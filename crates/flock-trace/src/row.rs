//! Plain data row types written by trace backends.

/// A snapshot of one agent's kinematic and behavioral state at a given tick.
#[derive(Debug, Clone, Copy, PartialEq)]
pub struct AgentTraceRow {
    pub agent_id: u32,
    pub tick:     u64,
    pub x:        f32,
    pub z:        f32,
    pub vx:       f32,
    pub vz:       f32,
    /// Behavioral mode name (`flocking`, `frozen`, `seeking`, `inactive`).
    pub state:    &'static str,
}

/// Summary statistics for one simulation step.
#[derive(Debug, Clone, Copy, PartialEq, Eq)]
pub struct StepSummaryRow {
    pub tick:              u64,
    /// Simulated milliseconds at this step (the scan's clock sample).
    pub now_ms:            u64,
    pub paired_events:     u64,
    pub encounter_changes: u64,
    pub waypoint_rewards:  u64,
}
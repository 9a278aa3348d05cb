//! Integrator tuning constants.

/// Tuning constants for the continuous vector field.
///
/// All fields are plain `pub` data: the host mutates them at any time and the
/// integrator reads them fresh at the start of each step, so a change is
/// visible on the next step and never mid-step.
#[derive(Clone, Debug)]
#[cfg_attr(feature = "serde", derive(serde::Serialize, serde::Deserialize))]
pub struct FlockConfig {
    /// Constant flocking speed, world units per step.  Velocity is
    /// renormalized to exactly this magnitude after force accumulation.
    pub base_speed: f32,

    /// Seeking agents move at `base_speed * seek_multiplier`.
    pub seek_multiplier: f32,

    /// Neighbors closer than this contribute a separation push.
    pub separation_radius: f32,

    /// Magnitude of each neighbor's separation contribution.
    pub separation_strength: f32,

    /// Magnitude of the pull back toward the origin once an agent leaves the
    /// arena square.
    pub containment_strength: f32,

    /// Half-size of the square arena; containment engages beyond ±this on
    /// either axis.
    pub arena_half_size: f32,

    /// A seeking agent closer to its target than this holds position and
    /// leaves the arrival decision to the coordinator (whose own arrival
    /// radius is slightly larger, so the coordinator always fires).
    pub seek_arrival_radius: f32,
}

impl Default for FlockConfig {
    fn default() -> Self {
        Self {
            base_speed: 0.05,
            seek_multiplier: 3.0,
            separation_radius: 1.5,
            separation_strength: 0.02,
            containment_strength: 0.01,
            arena_half_size: 25.0,
            seek_arrival_radius: 0.2,
        }
    }
}
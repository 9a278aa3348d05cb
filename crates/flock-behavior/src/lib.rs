//! `flock-behavior` — the behavior coordinator for `rust_flock`.
//!
//! Owns every agent's discrete state and all timers, converting geometric
//! facts from the integrator's published frame into state transitions and
//! external events.  The coordinator never writes a position: it reads the
//! last completed [`PositionFrame`] (at most one step stale) and mutates only
//! the `BehaviorStore` plus its own bookkeeping.
//!
//! # Crate layout
//!
//! | Module          | Contents                                             |
//! |-----------------|------------------------------------------------------|
//! | [`config`]      | `InteractionConfig` — radii, durations, capacities   |
//! | [`registry`]    | `FrozenPair`, capacity-bounded `PairRegistry`        |
//! | [`cooldown`]    | `CooldownTable` — post-unfreeze re-collision guard   |
//! | [`command`]     | `Command` — externally queued seek/greet/release     |
//! | [`event`]       | `BehaviorEvent` — paired / encounter / reward        |
//! | [`coordinator`] | `Coordinator::step` — the strict-order per-step scan |
//!
//! [`PositionFrame`]: flock_field::PositionFrame

pub mod command;
pub mod config;
pub mod cooldown;
pub mod coordinator;
pub mod event;
pub mod registry;


pub use command::Command;
pub use config::InteractionConfig;
pub use cooldown::CooldownTable;
pub use coordinator::Coordinator;
pub use event::BehaviorEvent;
pub use registry::{AdmitOutcome, FrozenPair, PairRegistry};
//! `flock-trace` — simulation trace writers for `rust_flock`.
//!
//! The CSV backend creates two files:
//!
//! | File                 | Contents                                          |
//! |----------------------|---------------------------------------------------|
//! | `agent_trace.csv`    | Per-agent position/velocity/state at snapshots    |
//! | `step_summaries.csv` | Per-step event counts and the clock sample        |
//!
//! Backends implement [`TraceWriter`] and are driven by [`SimTraceObserver`],
//! which implements `flock_sim::SimObserver`.
//!
//! # Usage
//!
//! ```rust,ignore
//! use flock_trace::{CsvTraceWriter, SimTraceObserver};
//!
//! let writer = CsvTraceWriter::new(Path::new("./trace"))?;
//! let mut obs = SimTraceObserver::new(writer, &config);
//! sim.run(&mut obs);
//! if let Some(e) = obs.take_error() {
//!     eprintln!("trace error: {e}");
//! }
//! ```

pub mod csv;
pub mod error;
pub mod observer;
pub mod row;
pub mod writer;


pub use csv::CsvTraceWriter;
pub use error::{TraceError, TraceResult};
pub use observer::SimTraceObserver;
pub use row::{AgentTraceRow, StepSummaryRow};
pub use writer::TraceWriter;
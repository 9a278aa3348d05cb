//! Double-buffered position snapshots.
//!
//! The integrator writes the **back** frame while every consumer (the
//! coordinator, observers, renderers) reads the **front** frame — the last
//! fully completed snapshot.  `publish()` swaps the two after the step's
//! readers are done, so a consumer can never observe a partially-written
//! frame and the coordinator always operates on a snapshot that is at most
//! one step stale.  This mirrors the readback lag of a GPU-resident position
//! producer without ever exposing an in-progress buffer.

use flock_core::{AgentId, Tick, Vec2};

/// One complete position/velocity snapshot, index-aligned with agent identity.
#[derive(Clone, Debug)]
#[cfg_attr(feature = "serde", derive(serde::Serialize, serde::Deserialize))]
pub struct PositionFrame {
    /// The tick whose integration produced this frame.
    pub tick: Tick,
    pub positions: Vec<Vec2>,
    pub velocities: Vec<Vec2>,
}

impl PositionFrame {
    pub fn new(positions: Vec<Vec2>, velocities: Vec<Vec2>) -> Self {
        debug_assert_eq!(positions.len(), velocities.len());
        Self {
            tick: Tick::ZERO,
            positions,
            velocities,
        }
    }

    #[inline]
    pub fn len(&self) -> usize {
        self.positions.len()
    }

    #[inline]
    pub fn is_empty(&self) -> bool {
        self.positions.is_empty()
    }

    #[inline]
    pub fn position(&self, agent: AgentId) -> Vec2 {
        self.positions[agent.index()]
    }

    #[inline]
    pub fn velocity(&self, agent: AgentId) -> Vec2 {
        self.velocities[agent.index()]
    }
}

/// The front/back frame pair owned by the simulation loop.
///
/// Step protocol:
///
/// 1. [`split`][Self::split] — integrator reads front, writes back;
/// 2. consumers read [`front`][Self::front] (still the previous snapshot);
/// 3. [`publish`][Self::publish] — the freshly written back frame becomes
///    the new front.
pub struct FrameBuffer {
    front: PositionFrame,
    back: PositionFrame,
}

impl FrameBuffer {
    /// Seed both frames with the initial spawn layout.
    pub fn new(positions: Vec<Vec2>, velocities: Vec<Vec2>) -> Self {
        let front = PositionFrame::new(positions, velocities);
        let back = front.clone();
        Self { front, back }
    }

    /// The last published (fully completed) frame.
    #[inline]
    pub fn front(&self) -> &PositionFrame {
        &self.front
    }

    /// Disjoint borrows for one integration pass: read-only front, writable
    /// back.
    #[inline]
    pub fn split(&mut self) -> (&PositionFrame, &mut PositionFrame) {
        (&self.front, &mut self.back)
    }

    /// Atomically make the back frame visible to consumers.
    #[inline]
    pub fn publish(&mut self) {
        std::mem::swap(&mut self.front, &mut self.back);
    }

    #[inline]
    pub fn len(&self) -> usize {
        self.front.len()
    }

    #[inline]
    pub fn is_empty(&self) -> bool {
        self.front.is_empty()
    }
}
========
The task:
Which lines of the material above hold the string "FrameBuffer"? Pull them out.

Written response:
pub struct FrameBuffer {
impl FrameBuffer {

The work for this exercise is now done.